Centrifugal Pump curves show 8 important factors that are critical in selecting the right pump for your application. These factors are:
The Pump curve also displays the Pump model, the Pump size and number of stages for multi-stage pumps.
The Pump curve shows the Flowrate range on the horizontal scale. As standard the Flowrate is from zero flow to 20% past the Best Efficiency Flow. The first point on the curve at zero flow is referred to as “Shut Off” and the last point at maximum flow is “Run Out”.
The vertical scale on the main curve is always differential head. Differential Head, often referred to as “Head” or “Total Dynamic Head”, is a universal method of quantifying the pressure the pump is capable of developing. Since pressure is relative to the process fluid density, virtually all pump curves display this metric in a unit of length (FT or Meters). This makes the pump curve applicable to most liquid types. Exceptions are liquids with solids or high viscosity.
Expert Tip: Avoid operating a pump continuously at Shut Off or Run Out. These are system extremes and can lead to overheating, cavitation, or premature wear. Always aim for operation near the Best Efficiency Point (BEP).
Most centrifugal pumps are characterized by an elliptical head curve which is at a maximum at zero flow (Shut Off) and a minimum at Run Out.
Once the Rated Flow is plotted vertically, and the Rated Head plotted horizontally, where the two points meet, is Rated Duty Point, which is usually shown as a triangle. Below is a pump Curve showing Flow, Head, HP, NPSHR, Efficiency, Impeller diameter and the MCSF.

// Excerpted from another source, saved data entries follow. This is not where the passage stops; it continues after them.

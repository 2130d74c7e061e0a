//! Content hashing shared by heap deduplication and the hash indexes.

use std::hash::{Hash, Hasher};

use rustc_hash::FxHasher;

use crate::metadata::token::Token;

/// Hash a heap entry's raw bytes
#[must_use]
pub fn hash_blob(data: &[u8]) -> u64 {
    let mut hasher = FxHasher::default();
    data.hash(&mut hasher);
    hasher.finish()
}

/// Hash a GUID record
#[must_use]
pub fn hash_guid(guid: &[u8; 16]) -> u64 {
    let mut hasher = FxHasher::default();
    guid.hash(&mut hasher);
    hasher.finish()
}

/// Hash a name scoped by its parent token
#[must_use]
pub fn hash_scoped_name(parent: Token, name: &str) -> u64 {
    let mut hasher = FxHasher::default();
    parent.value().hash(&mut hasher);
    name.as_bytes().hash(&mut hasher);
    hasher.finish()
}

/// Hash a name scoped by a namespace string
#[must_use]
pub fn hash_qualified_name(namespace: &str, name: &str) -> u64 {
    let mut hasher = FxHasher::default();
    namespace.as_bytes().hash(&mut hasher);
    0u8.hash(&mut hasher);
    name.as_bytes().hash(&mut hasher);
    hasher.finish()
}
//! Serialization of a [`TableStore`] into a metadata image.
//!
//! Saving runs in two phases. Pre-save normalization brings the tables into the shape the
//! chosen [`SaveMode`] requires: a full save eliminates indirection tables, folds member
//! references into definitions and sorts every keyed table, reporting each moved row to the
//! remap listener. ENC and delta saves never move a row. The second phase plans the streams,
//! picks column widths and writes the image.
//!
//! [`TableStore::get_save_size`] and [`TableStore::save`] share one plan. The size of a full
//! save is cached until the next mutation; ENC and delta sizes are recomputed every time.
//!
//! # Examples
//!
//! ```rust
//! use mdstore::{metadata::tables::{col, TableId}, SaveMode, TableStore};
//!
//! let mut store = TableStore::new();
//! let rid = store.add_record(TableId::Module)?;
//! store.put_string(TableId::Module, col::module::NAME, rid, "app.dll")?;
//!
//! let size = store.get_save_size(SaveMode::Full)?;
//! let image = store.save(SaveMode::Full)?;
//! assert_eq!(image.len(), size as usize);
//!
//! let loaded = TableStore::from_buffer(&image, true)?;
//! assert_eq!(loaded.get_string(TableId::Module, col::module::NAME, 1)?, "app.dll");
//! # Ok::<(), mdstore::Error>(())
//! ```

mod presave;
mod size;
mod writer;

use std::io::Write;

use crate::{metadata::tables::TableStore, Error, Result};

pub(crate) use size::SavePlan;

/// What a save produces
#[derive(Clone, Copy, Debug, PartialEq, Eq, Hash)]
pub enum SaveMode {
    /// A compact, sorted image without indirection tables. Rows may move.
    Full,
    /// A complete image that keeps every token stable, written as an `#-` stream
    Enc,
    /// A minimal delta: the rows listed in the ENC map and the heap bytes added in the
    /// current session
    Delta,
}

impl TableStore {
    /// Size in bytes of the image [`TableStore::save`] would produce for `mode`.
    ///
    /// Runs the pre-save normalization of `mode` on writable stores, so rows may move and the
    /// remap listener may be called.
    ///
    /// # Errors
    /// Returns the errors of pre-save normalization, [`crate::Error::Malformed`] if the ENC
    /// map lists a missing row, or [`crate::Error::Overflow`] if the image exceeds 4 GiB.
    pub fn get_save_size(&mut self, mode: SaveMode) -> Result<u32> {
        if let Some((cached, size)) = self.save_size {
            if cached == mode && mode == SaveMode::Full {
                return Ok(size);
            }
        }

        if !self.read_only {
            self.presave(mode)?;
        }
        let plan = SavePlan::new(self, mode)?;
        let size = plan.size();
        let Ok(size) = u32::try_from(size) else {
            return Err(Error::Overflow {
                value: size as u64,
                width: 4,
            });
        };

        if mode == SaveMode::Full {
            self.save_size = Some((mode, size));
        }
        Ok(size)
    }

    /// Serialize the store into a new buffer
    ///
    /// # Errors
    /// See [`TableStore::get_save_size`].
    pub fn save(&mut self, mode: SaveMode) -> Result<Vec<u8>> {
        let expected = self.get_save_size(mode)?;
        let image = SavePlan::new(self, mode)?.write(self)?;
        debug_assert_eq!(image.len(), expected as usize, "save size does not match the image");
        Ok(image)
    }

    /// Serialize the store into `out`
    ///
    /// # Errors
    /// See [`TableStore::get_save_size`]; write failures are returned as
    /// [`crate::Error::FileError`].
    pub fn save_to_stream(&mut self, mode: SaveMode, out: &mut impl Write) -> Result<()> {
        let image = self.save(mode)?;
        out.write_all(&image)?;
        Ok(())
    }
}
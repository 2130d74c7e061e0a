/// Parent RID of every child row, for child tables addressed through a Ptr table
#[derive(Clone, Debug, Default)]
pub struct ParentMap {
    parents: Vec<u32>,
}

impl ParentMap {
    /// Create a map for `rows` children, all unowned
    #[must_use]
    pub fn with_len(rows: u32) -> Self {
        ParentMap {
            parents: vec![0; rows as usize + 1],
        }
    }

    /// Parent of `child`, `None` if the child is unowned or unknown
    #[must_use]
    pub fn get(&self, child: u32) -> Option<u32> {
        self.parents
            .get(child as usize)
            .copied()
            .filter(|parent| *parent != 0)
    }

    /// Record `parent` as the owner of `child`, growing the map as needed
    pub fn set(&mut self, child: u32, parent: u32) {
        let slot = child as usize;
        if slot >= self.parents.len() {
            self.parents.resize(slot + 1, 0);
        }
        self.parents[slot] = parent;
    }
}
//! Column growth of a writable store.
//!
//! A writable store starts with 2-byte variable columns and switches every table to 4-byte
//! columns once a row count or heap size passes the narrow limits. The limits keep headroom
//! below `0xFFFF`: a RID must still fit a 2-byte coded index after being shifted past the
//! widest selector, and heap offsets keep one spare bit.

use crate::{
    metadata::{
        heaps::HeapPool,
        tables::{ColumnSizing, TableDef, TableStore, MAX_TAG_BITS},
    },
    Result,
};

/// Largest row count a narrow store accepts
pub const NARROW_MAX_RID: u32 = 0xFFFF >> MAX_TAG_BITS;

/// Largest heap size a narrow store accepts
pub const NARROW_MAX_HEAP: u32 = 0xFFFF >> 1;

/// Current limits of a store, and whether it has switched to wide columns
#[derive(Clone, Copy, Debug, PartialEq, Eq)]
pub(crate) struct GrowthMonitor {
    max_rid: u32,
    max_heap: u32,
    expanded: bool,
}

impl GrowthMonitor {
    pub(crate) fn narrow() -> Self {
        GrowthMonitor {
            max_rid: NARROW_MAX_RID,
            max_heap: NARROW_MAX_HEAP,
            expanded: false,
        }
    }

    pub(crate) fn wide() -> Self {
        GrowthMonitor {
            max_rid: u32::MAX,
            max_heap: u32::MAX,
            expanded: true,
        }
    }

    pub(crate) fn is_expanded(&self) -> bool {
        self.expanded
    }

    pub(crate) fn rid_exceeds(&self, rows: u32) -> bool {
        rows > self.max_rid
    }

    pub(crate) fn heap_exceeds(&self, size: u32) -> bool {
        size > self.max_heap
    }

    /// True if a store with these row counts and heap sizes can stay narrow
    pub(crate) fn fits_narrow(rows: &[u32], heaps: &[u32]) -> bool {
        rows.iter().all(|count| *count <= NARROW_MAX_RID)
            && heaps.iter().all(|size| *size <= NARROW_MAX_HEAP)
    }
}

impl TableStore {
    /// Switch every table to 4-byte variable columns.
    ///
    /// Rows are re-encoded one by one; values are zero-extended. Calling this on a store that
    /// is already wide does nothing.
    ///
    /// # Errors
    /// Returns [`crate::Error::ReadOnly`] for read-only stores, or
    /// [`crate::Error::OutOfMemory`] if the wide storage cannot be allocated.
    pub fn expand_tables(&mut self) -> Result<()> {
        ensure_writable!(self);
        if self.growth.is_expanded() {
            return Ok(());
        }

        log::debug!(
            "Expanding tables to 4-byte columns (largest table {} rows, largest heap {} bytes)",
            self.tables.iter().map(|table| table.len()).max().unwrap_or(0),
            self.largest_heap()
        );

        let wide = TableDef::build_all(ColumnSizing::Wide, &self.schema);
        for ((table, current), target) in self.tables.iter_mut().zip(&self.defs).zip(&wide) {
            let data = current.reencode_rows(table.bytes(), target)?;
            table.replace(target.row_size, data);
        }

        self.defs = wide;
        self.growth = GrowthMonitor::wide();
        self.save_size = None;
        Ok(())
    }

    /// True once the store uses 4-byte variable columns
    #[must_use]
    pub fn is_expanded(&self) -> bool {
        self.growth.is_expanded()
    }

    /// Expand if a table now holds `rows` rows and that passes the narrow limit
    pub(crate) fn grow_for_rows(&mut self, rows: u32) -> Result<()> {
        if self.growth.rid_exceeds(rows) {
            self.expand_tables()?;
        }
        Ok(())
    }

    /// Expand if any heap has passed the narrow limit
    pub(crate) fn grow_for_heaps(&mut self) -> Result<()> {
        if self.growth.heap_exceeds(self.largest_heap()) {
            self.expand_tables()?;
        }
        Ok(())
    }

    pub(crate) fn largest_heap(&self) -> u32 {
        [
            self.strings.aligned_size(),
            self.blobs.aligned_size(),
            self.user_strings.aligned_size(),
            self.guids.count(),
        ]
        .into_iter()
        .max()
        .unwrap_or(0)
    }
}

The triangle representing the Rated Duty Point is the location where the System Resistance Curve that the pump is feeding, crosses the pump Head-Flow Curve.
Pump curves are drawn showing the performance of the Rated Impeller Diameter. Some curves are drawn to show the performance of several Impeller Diameters from the Maximum Impeller to the Minimum Impeller. Centrifugal pump impellers can be machined to larger or smaller diameters to alter the performance to best match the application. The Rated Diameter Impeller is the actual size of the impeller installed in the pump.
As shown on the above Pump curve, each red Efficiency line represents one Efficiency value, they are known as ISO-Efficiency lines. Some pump curves show diagonal HP lines crossing all the Head-Flow Impeller diameter curves, which are called ISO Power lines. When trying to determine the Efficiency or Power of any duty point between the ISO-lines, the gap between all ISO-lines is linear.
If the duty point is midway between two ISO Power lines such as 100HP and 140HP ISO Power lines, the actual Power of the duty point is also midway between 100HP & 140HP, which is 120HP.
NPSHR is another important value that is plotted on most pump curves. Most curves display NPSHR values from MCSF to Run Out.
NPSHr will generally increase exponentially as flow rate is increased.
Reminder: NPSHR is what the pump requires, while NPSHA is what your system provides. Always ensure NPSHA exceeds NPSHR (ideally with a safety margin of 3-5 feet) to avoid cavitation.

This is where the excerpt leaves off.